II. Nulle ville ou village ne doit tolérer la présence d’hommes, nobles ou communs, qui soient contre le saint Évangile et croient pouvoir disperser la paysannerie par la force.

III. De partager avec la paysannerie rassemblée l’une et l’autre fortune, en suivant les prescriptions et les interdictions, conformes à l’Évangile, d’être obéissant au commandant en chef et au régent et plus généralement à toutes autorités, qui se soumettent à la conception évangélique.

IV. En recevant un ordre écrit ou, si nécessaire, par messager, tous ceux qui ont été désignés et ont prêté serment, doivent, au battement ou à la sonnerie de l’alarme, rejoindre aussitôt avec leurs armes la troupe, afin d’aider à protéger la commune paysannerie (gemein burschaft).

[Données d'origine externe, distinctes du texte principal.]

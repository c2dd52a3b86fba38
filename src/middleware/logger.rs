//! Request logging middleware.
//!
//! For every request: one record to the context's sink, then the request goes
//! to the next link exactly as it arrived. The record carries the configured
//! prefix as its message and three attributes, in this order:
//!
//! | key      | value                                   |
//! |----------|-----------------------------------------|
//! | `proto`  | `HTTP/1.1`, `HTTP/2.0`, …               |
//! | `method` | `GET`, `POST`, …                        |
//! | `url`    | request URI as received, unmodified     |
//!
//! Responses are not inspected.
//!
//! ```rust,no_run
//! use reqlog::{Config, Context, Method, Request, Router, Server};
//!
//! # async fn run() -> Result<(), reqlog::Error> {
//! let routes = Router::new().on(Method::GET, "/", hello).into_handler_ref();
//! let config = Config { prefix: "[api]".into(), ..reqlog::create_config() };
//! let app = reqlog::new(&Context::default(), routes, config, "access-log")?;
//!
//! Server::bind("0.0.0.0:3000".parse().unwrap()).serve(app).await
//! # }
//! # async fn hello(_: Request) -> &'static str { "hi" }
//! ```

use std::fmt;
use std::sync::Arc;

use crate::config::{resolve_level, Config, Level};
use crate::error::Error;
use crate::handler::{BoxFuture, Dispatch, HandlerRef};
use crate::middleware::{Context, Plugin};
use crate::request::Request;
use crate::sink::LogSink;

/// Logs each request, then delegates to `next`.
///
/// Immutable after construction, so one instance serves any number of
/// concurrent requests without locking.
pub struct RequestLogger {
    next: HandlerRef,
    name: String,
    config: Config,
    level: Level,
    sink: Arc<dyn LogSink>,
}

impl RequestLogger {
    /// Builds the concrete middleware. Use [`new`] to get a chain link.
    pub fn build(ctx: &Context, next: HandlerRef, config: Config, name: &str) -> Self {
        Self {
            next,
            name: name.to_owned(),
            level: resolve_level(&config),
            config,
            sink: Arc::clone(ctx.sink()),
        }
    }

    /// Instance name given by the host. Never written into records.
    pub fn name(&self) -> &str {
        &self.name
    }

    pub fn config(&self) -> &Config {
        &self.config
    }

    /// Level every record is emitted at.
    pub fn level(&self) -> Level {
        self.level
    }
}

/// Wraps `next` in a [`RequestLogger`].
///
/// Always `Ok`; the `Result` keeps the host's factory shape.
pub fn new(ctx: &Context, next: HandlerRef, config: Config, name: &str) -> Result<HandlerRef, Error> {
    Ok(Arc::new(RequestLogger::build(ctx, next, config, name)))
}

impl Plugin for RequestLogger {
    type Config = Config;

    fn create_config() -> Config {
        crate::config::create_config()
    }

    fn new(ctx: &Context, next: HandlerRef, config: Config, name: &str) -> Result<HandlerRef, Error> {
        new(ctx, next, config, name)
    }
}

impl Dispatch for RequestLogger {
    fn call(&self, req: Request) -> BoxFuture {
        let proto = req.proto();
        let url = req.url();
        self.sink.log(
            req.extensions(),
            self.level,
            &self.config.prefix,
            &[("proto", proto.as_ref()), ("method", req.method().as_str()), ("url", url.as_str())],
        );
        self.next.call(req)
    }
}

impl fmt::Debug for RequestLogger {
    fn fmt(&self, f: &mut fmt::Formatter<'_>) -> fmt::Result {
        f.debug_struct("RequestLogger")
            .field("name", &self.name)
            .field("config", &self.config)
            .field("level", &self.level)
            .finish_non_exhaustive()
    }
}
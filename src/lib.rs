//! # reqlog
//!
//! Request-logging middleware: one structured record per request, then the
//! request passes through untouched.
//!
//! ## The contract
//!
//! The host (a server, a router, a gateway) owns the chain. reqlog only
//! supplies a link for it:
//!
//! - **Configuration**: a label prefix and a level name, with defaults from
//!   [`create_config`]. Unknown level names resolve to `Info`; nothing fails.
//! - **Construction**: [`new`]`(ctx, next, config, name)`, the fixed factory
//!   shape hosts expect (see [`Plugin`]).
//! - **Per request**: emit `prefix` with `proto`, `method` and `url` to the
//!   context's [`LogSink`], then call `next` with the same request.
//!
//! What reqlog does not do: look at bodies, measure latency, read response
//! status, rotate or ship logs.
//!
//! ## Quick start
//!
//! ```rust,no_run
//! use reqlog::{Context, Method, Request, Response, Router, Server};
//!
//! #[tokio::main]
//! async fn main() -> Result<(), reqlog::Error> {
//!     let routes = Router::new()
//!         .on(Method::GET, "/users/{id}", get_user)
//!         .into_handler_ref();
//!
//!     // Records go to the current `tracing` subscriber by default.
//!     let app = reqlog::new(&Context::default(), routes, reqlog::create_config(), "access-log")?;
//!
//!     Server::bind("0.0.0.0:3000".parse().unwrap()).serve(app).await
//! }
//!
//! async fn get_user(req: Request) -> Response {
//!     let id = req.param("id").unwrap_or("unknown");
//!     Response::json(format!(r#"{{"id":"{id}"}}"#).into_bytes())
//! }
//! ```

mod config;
mod error;
mod handler;
mod request;
mod response;
mod router;
mod server;
mod sink;

pub mod middleware;

pub use config::{create_config, resolve_level, Config, Level, DEFAULT_LOG_LEVEL, DEFAULT_PREFIX};
pub use error::Error;
pub use handler::{BoxFuture, Dispatch, Handler, HandlerRef};
pub use middleware::logger::{new, RequestLogger};
pub use middleware::{mount, Context, Plugin};
pub use request::Request;
pub use response::{IntoResponse, Response, ResponseBuilder};
pub use router::Router;
pub use server::Server;
pub use sink::{Attrs, LogSink, TracingSink, WriterSink};

pub use http::{Method, StatusCode};
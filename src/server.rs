//! HTTP server and graceful shutdown.
//!
//! The server is the host end of a chain: it turns each hyper request into a
//! [`Request`], hands it to the outermost [`HandlerRef`] and writes back
//! whatever comes out.
//!
//! On SIGTERM or Ctrl-C it stops accepting, lets every in-flight connection
//! finish, then returns from [`Server::serve`].

use std::convert::Infallible;
use std::net::SocketAddr;
use std::sync::Arc;

use bytes::Bytes;
use http::StatusCode;
use http_body_util::Full;
use hyper::service::service_fn;
use hyper_util::rt::{TokioExecutor, TokioIo};
use hyper_util::server::conn::auto::Builder as ConnBuilder;
use tokio::net::TcpListener;
use tracing::{debug, error, info};

use crate::error::Error;
use crate::handler::HandlerRef;
use crate::request::Request;
use crate::response::Response;

/// The HTTP server.
pub struct Server {
    addr: SocketAddr,
}

impl Server {
    /// Configures the server to bind to `addr` when [`serve`](Server::serve)
    /// is called.
    ///
    /// ```rust,no_run
    /// use reqlog::Server;
    /// let server = Server::bind("0.0.0.0:3000".parse().unwrap());
    /// ```
    pub fn bind(addr: SocketAddr) -> Self {
        Self { addr }
    }

    /// Starts accepting connections and dispatching them through `app`.
    ///
    /// Returns only after a full graceful shutdown.
    pub async fn serve(self, app: HandlerRef) -> Result<(), Error> {
        let listener = TcpListener::bind(self.addr).await?;

        info!(addr = %self.addr, "reqlog listening");

        let mut tasks = tokio::task::JoinSet::new();

        let shutdown = shutdown_signal();
        tokio::pin!(shutdown);

        loop {
            tokio::select! {
                // Shutdown wins over queued connections.
                biased;

                () = &mut shutdown => {
                    info!(in_flight = tasks.len(), "shutdown signal received, draining connections");
                    break;
                }

                res = listener.accept() => {
                    let (stream, remote_addr) = match res {
                        Ok(v) => v,
                        Err(e) => {
                            error!("accept error: {e}");
                            continue;
                        }
                    };

                    let app = Arc::clone(&app);
                    let io = TokioIo::new(stream);

                    tasks.spawn(async move {
                        // Called once per request on the connection.
                        let svc = service_fn(move |req| {
                            let app = Arc::clone(&app);
                            async move { dispatch(app, req).await }
                        });

                        // HTTP/1.1 or HTTP/2, whatever the client negotiates.
                        if let Err(e) = ConnBuilder::new(TokioExecutor::new())
                            .serve_connection(io, svc)
                            .await
                        {
                            error!(peer = %remote_addr, "connection error: {e}");
                        }
                    });
                }

                // Reap finished tasks so the set stays bounded.
                Some(_) = tasks.join_next(), if !tasks.is_empty() => {}
            }
        }

        while tasks.join_next().await.is_some() {}

        info!("reqlog stopped");
        Ok(())
    }
}

/// Runs one request through the chain. Never fails towards hyper.
async fn dispatch(
    app: HandlerRef,
    req: hyper::Request<hyper::body::Incoming>,
) -> Result<http::Response<Full<Bytes>>, Infallible> {
    let response = match Request::from_incoming(req).await {
        Ok(req) => app.call(req).await,
        Err(e) => {
            debug!("failed to read request body: {e}");
            Response::status(StatusCode::BAD_REQUEST)
        }
    };
    Ok(response.into_inner())
}

/// Resolves on the first SIGTERM or SIGINT (Ctrl-C only on Windows).
async fn shutdown_signal() {
    let ctrl_c = async {
        if let Err(e) = tokio::signal::ctrl_c().await {
            error!("failed to listen for Ctrl-C: {e}");
            std::future::pending::<()>().await;
        }
    };

    #[cfg(unix)]
    let sigterm = async {
        match tokio::signal::unix::signal(tokio::signal::unix::SignalKind::terminate()) {
            Ok(mut signal) => {
                signal.recv().await;
            }
            Err(e) => {
                error!("failed to install SIGTERM handler: {e}");
                std::future::pending::<()>().await;
            }
        }
    };

    #[cfg(not(unix))]
    let sigterm = std::future::pending::<()>();

    tokio::select! {
        () = ctrl_c  => {}
        () = sigterm => {}
    }
}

V. Nul ne doit entreprendre contre des gens évangéliques ni rien alléguer méchamment, ni offenser aucun pauvre homme (armen Man), ni rien prendre sans payer.

VI. En ce qui concerne les troupes, de suivre les prescriptions et les interdictions des chefs (obersten) et des régents.

VII. Nul ne doit courir au butin, sans l’accord du chef, et si quelqu’un y est autorisé, il doit le remettre à la troupe commune, contre une récompense.

VIII. Nul ne doit rien vendre sans l’accord du chef.

IX. Toute lettre sans exception, portant le sceau du capitaine et du chef, doit être observée et exécutée.

X. Les capitaines ne doivent rien entreprendre à la dérobée, à l’insu de la troupe ou des régents associés.

XI. Nul ne doit s’aviser d’offenser ou de tromper, en paroles ou en actes, la femme, l’enfant ou la servante d’un pauvre homme. En ce jeudi après le dimanche Jubilate (11 mai) an 25 toutes les troupes assemblées se sont juré de mourir et de vivre ensemble dans le saint Évangile et d’appliquer cela (ces articles) absolument » (traduction par A. Wollbrett, La guerre des Paysans, p. 80).

 

Bibliographie

MATZINGER (Albert), Zur Geschichte der niederen Vereinigung, Zurich-Selnau, 1910.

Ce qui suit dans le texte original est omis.